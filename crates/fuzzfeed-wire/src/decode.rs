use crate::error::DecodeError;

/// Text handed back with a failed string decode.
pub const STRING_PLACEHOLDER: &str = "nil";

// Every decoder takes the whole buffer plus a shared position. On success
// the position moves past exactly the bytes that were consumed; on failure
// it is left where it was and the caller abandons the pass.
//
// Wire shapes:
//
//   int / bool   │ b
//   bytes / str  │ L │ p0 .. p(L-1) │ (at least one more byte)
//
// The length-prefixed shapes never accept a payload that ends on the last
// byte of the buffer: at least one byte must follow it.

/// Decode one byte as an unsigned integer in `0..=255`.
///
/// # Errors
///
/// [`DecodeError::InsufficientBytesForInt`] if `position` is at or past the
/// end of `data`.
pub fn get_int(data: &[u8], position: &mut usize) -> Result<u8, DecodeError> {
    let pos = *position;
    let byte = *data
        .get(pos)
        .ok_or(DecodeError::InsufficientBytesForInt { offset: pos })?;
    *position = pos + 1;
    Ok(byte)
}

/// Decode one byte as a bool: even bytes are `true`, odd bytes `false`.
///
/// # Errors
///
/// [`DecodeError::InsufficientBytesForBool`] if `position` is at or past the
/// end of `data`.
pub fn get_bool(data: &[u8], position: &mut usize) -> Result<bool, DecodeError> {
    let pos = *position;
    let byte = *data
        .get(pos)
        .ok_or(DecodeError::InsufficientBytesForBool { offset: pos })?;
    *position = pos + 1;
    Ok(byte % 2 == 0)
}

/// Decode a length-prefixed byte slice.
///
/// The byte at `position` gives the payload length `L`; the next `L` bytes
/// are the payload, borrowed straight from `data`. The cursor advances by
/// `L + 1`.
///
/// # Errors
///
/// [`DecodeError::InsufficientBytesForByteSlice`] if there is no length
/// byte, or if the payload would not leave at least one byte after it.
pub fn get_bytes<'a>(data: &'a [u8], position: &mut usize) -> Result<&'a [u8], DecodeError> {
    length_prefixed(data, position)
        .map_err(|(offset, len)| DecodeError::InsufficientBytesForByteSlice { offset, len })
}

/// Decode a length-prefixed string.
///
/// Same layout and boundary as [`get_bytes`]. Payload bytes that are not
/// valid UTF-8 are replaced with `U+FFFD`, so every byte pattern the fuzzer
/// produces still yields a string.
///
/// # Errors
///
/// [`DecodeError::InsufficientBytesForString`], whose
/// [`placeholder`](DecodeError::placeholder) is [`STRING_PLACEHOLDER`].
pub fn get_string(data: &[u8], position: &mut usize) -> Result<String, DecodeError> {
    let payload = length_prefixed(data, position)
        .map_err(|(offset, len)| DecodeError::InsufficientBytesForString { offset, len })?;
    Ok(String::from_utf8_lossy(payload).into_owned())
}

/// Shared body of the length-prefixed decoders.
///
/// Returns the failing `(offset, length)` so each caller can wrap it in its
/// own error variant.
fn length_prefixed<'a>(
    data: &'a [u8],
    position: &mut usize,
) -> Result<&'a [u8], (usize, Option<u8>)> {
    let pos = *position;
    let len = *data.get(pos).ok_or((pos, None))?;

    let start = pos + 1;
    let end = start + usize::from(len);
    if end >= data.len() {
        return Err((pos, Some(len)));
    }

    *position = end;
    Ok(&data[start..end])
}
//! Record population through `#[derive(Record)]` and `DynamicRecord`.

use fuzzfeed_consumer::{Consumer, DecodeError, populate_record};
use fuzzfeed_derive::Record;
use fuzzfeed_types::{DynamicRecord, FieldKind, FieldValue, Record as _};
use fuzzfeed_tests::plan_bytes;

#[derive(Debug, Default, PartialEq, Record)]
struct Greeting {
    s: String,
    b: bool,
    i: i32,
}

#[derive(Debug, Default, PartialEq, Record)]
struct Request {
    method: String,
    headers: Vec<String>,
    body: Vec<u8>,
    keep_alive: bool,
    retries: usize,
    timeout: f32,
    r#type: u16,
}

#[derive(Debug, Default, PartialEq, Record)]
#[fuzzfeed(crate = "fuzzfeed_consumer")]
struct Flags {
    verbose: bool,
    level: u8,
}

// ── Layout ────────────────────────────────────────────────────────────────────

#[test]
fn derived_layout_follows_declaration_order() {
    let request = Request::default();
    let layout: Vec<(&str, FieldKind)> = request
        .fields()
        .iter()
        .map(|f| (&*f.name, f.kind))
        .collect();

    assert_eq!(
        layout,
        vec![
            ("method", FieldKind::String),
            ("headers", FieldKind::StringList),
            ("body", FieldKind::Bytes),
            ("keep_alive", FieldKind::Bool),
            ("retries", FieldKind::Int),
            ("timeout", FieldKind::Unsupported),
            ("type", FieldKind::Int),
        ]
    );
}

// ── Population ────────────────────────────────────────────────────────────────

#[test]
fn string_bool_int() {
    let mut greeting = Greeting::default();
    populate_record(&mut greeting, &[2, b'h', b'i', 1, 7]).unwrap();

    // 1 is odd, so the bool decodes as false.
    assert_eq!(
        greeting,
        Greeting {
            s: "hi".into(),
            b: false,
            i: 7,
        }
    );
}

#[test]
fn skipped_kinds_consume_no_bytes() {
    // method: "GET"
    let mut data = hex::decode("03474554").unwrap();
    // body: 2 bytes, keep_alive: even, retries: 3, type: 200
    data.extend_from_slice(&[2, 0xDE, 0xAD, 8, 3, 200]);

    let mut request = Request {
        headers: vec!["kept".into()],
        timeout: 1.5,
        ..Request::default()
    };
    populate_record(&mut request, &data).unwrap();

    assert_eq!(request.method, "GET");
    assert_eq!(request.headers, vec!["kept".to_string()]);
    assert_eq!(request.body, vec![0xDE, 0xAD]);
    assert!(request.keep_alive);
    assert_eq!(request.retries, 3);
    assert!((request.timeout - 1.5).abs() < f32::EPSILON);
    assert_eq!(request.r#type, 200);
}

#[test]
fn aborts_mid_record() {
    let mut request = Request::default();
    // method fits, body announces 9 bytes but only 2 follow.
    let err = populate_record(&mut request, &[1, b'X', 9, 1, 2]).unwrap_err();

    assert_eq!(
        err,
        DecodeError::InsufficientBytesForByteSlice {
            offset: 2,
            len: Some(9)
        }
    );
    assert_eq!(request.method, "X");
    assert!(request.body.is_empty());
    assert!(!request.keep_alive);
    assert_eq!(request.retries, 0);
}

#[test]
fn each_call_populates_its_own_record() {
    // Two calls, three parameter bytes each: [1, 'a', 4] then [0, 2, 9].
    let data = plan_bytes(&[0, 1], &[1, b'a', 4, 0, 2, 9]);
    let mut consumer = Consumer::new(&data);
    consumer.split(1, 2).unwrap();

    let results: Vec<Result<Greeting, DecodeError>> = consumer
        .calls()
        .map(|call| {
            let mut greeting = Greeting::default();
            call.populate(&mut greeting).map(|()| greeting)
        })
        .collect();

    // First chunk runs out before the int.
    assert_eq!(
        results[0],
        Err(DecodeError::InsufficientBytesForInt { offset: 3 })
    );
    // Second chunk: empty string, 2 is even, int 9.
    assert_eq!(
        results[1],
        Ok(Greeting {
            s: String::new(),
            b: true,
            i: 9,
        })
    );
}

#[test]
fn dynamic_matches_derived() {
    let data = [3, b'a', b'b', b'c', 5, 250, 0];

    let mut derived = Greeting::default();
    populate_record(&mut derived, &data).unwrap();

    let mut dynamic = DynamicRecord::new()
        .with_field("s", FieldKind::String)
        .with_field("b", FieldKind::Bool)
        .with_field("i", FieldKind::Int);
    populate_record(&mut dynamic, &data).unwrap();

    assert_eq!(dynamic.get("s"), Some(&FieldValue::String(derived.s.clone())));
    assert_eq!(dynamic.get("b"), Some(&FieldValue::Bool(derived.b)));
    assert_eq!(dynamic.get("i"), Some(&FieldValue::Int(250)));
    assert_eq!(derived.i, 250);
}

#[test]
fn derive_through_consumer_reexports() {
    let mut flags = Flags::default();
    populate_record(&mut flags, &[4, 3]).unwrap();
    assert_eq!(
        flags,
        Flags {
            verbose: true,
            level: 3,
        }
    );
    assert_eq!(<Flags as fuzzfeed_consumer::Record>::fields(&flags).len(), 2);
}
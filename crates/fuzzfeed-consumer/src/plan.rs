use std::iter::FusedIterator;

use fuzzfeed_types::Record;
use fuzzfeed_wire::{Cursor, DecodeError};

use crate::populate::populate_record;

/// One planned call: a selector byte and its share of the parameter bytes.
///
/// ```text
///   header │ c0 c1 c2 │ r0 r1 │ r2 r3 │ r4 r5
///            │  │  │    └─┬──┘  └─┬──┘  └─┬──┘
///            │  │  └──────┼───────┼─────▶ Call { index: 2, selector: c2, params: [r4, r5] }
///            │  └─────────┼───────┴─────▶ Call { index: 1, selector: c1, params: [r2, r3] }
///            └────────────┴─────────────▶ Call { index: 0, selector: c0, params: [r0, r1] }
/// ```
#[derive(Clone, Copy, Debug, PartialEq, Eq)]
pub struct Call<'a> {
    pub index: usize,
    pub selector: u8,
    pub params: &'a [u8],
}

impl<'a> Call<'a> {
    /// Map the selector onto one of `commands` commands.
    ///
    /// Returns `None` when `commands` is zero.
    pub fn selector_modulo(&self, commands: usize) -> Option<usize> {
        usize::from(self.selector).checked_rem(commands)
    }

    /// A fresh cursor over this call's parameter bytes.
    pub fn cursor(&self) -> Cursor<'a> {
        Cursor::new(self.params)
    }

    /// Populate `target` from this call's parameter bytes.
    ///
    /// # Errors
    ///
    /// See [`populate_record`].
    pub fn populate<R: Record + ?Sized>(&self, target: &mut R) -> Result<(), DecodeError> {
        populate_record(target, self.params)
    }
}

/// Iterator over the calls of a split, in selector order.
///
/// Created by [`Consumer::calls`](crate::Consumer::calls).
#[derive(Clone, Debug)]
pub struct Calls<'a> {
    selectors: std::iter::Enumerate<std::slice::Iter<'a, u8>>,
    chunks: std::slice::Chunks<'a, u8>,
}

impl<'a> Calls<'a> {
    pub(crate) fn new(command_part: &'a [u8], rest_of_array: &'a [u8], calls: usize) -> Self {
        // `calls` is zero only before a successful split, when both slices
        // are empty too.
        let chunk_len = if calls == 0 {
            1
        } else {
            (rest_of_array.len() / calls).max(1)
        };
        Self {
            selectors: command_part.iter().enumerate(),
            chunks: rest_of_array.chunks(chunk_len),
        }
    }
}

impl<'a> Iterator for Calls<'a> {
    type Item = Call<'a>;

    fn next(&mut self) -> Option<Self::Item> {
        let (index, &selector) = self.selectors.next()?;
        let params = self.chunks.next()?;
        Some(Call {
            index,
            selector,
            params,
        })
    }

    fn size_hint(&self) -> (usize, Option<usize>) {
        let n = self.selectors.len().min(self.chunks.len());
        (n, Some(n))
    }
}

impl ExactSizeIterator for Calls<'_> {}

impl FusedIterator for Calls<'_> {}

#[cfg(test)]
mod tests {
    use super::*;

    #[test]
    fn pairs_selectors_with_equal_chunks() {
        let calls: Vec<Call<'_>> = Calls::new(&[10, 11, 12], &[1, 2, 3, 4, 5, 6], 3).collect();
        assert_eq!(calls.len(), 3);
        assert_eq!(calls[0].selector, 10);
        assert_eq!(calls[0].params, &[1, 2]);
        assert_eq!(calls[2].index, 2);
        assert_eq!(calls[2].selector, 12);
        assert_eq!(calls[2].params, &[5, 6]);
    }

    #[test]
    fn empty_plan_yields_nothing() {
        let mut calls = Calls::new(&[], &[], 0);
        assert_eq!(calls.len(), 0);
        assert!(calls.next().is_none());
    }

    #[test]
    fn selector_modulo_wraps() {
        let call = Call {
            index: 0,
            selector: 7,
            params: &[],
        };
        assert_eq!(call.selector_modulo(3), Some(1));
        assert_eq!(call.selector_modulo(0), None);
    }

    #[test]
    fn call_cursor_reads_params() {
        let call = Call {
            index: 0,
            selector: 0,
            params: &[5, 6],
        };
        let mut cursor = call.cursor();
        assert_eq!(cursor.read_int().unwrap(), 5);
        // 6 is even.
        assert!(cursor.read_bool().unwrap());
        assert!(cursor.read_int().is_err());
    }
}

· · · ·

> [Problem]:
The lines to write out run from the one with "assert_eq!(call.selector_modulo(0), None);" through the end of the records. Give them exactly, and only them.

> [Solution]:
        assert_eq!(call.selector_modulo(0), None);
    }

    #[test]
    fn call_cursor_reads_params() {
        let call = Call {
            index: 0,
            selector: 0,
            params: &[5, 6],
        };
        let mut cursor = call.cursor();
        assert_eq!(cursor.read_int().unwrap(), 5);
        // 6 is even.
        assert!(cursor.read_bool().unwrap());
        assert!(cursor.read_int().is_err());
    }
}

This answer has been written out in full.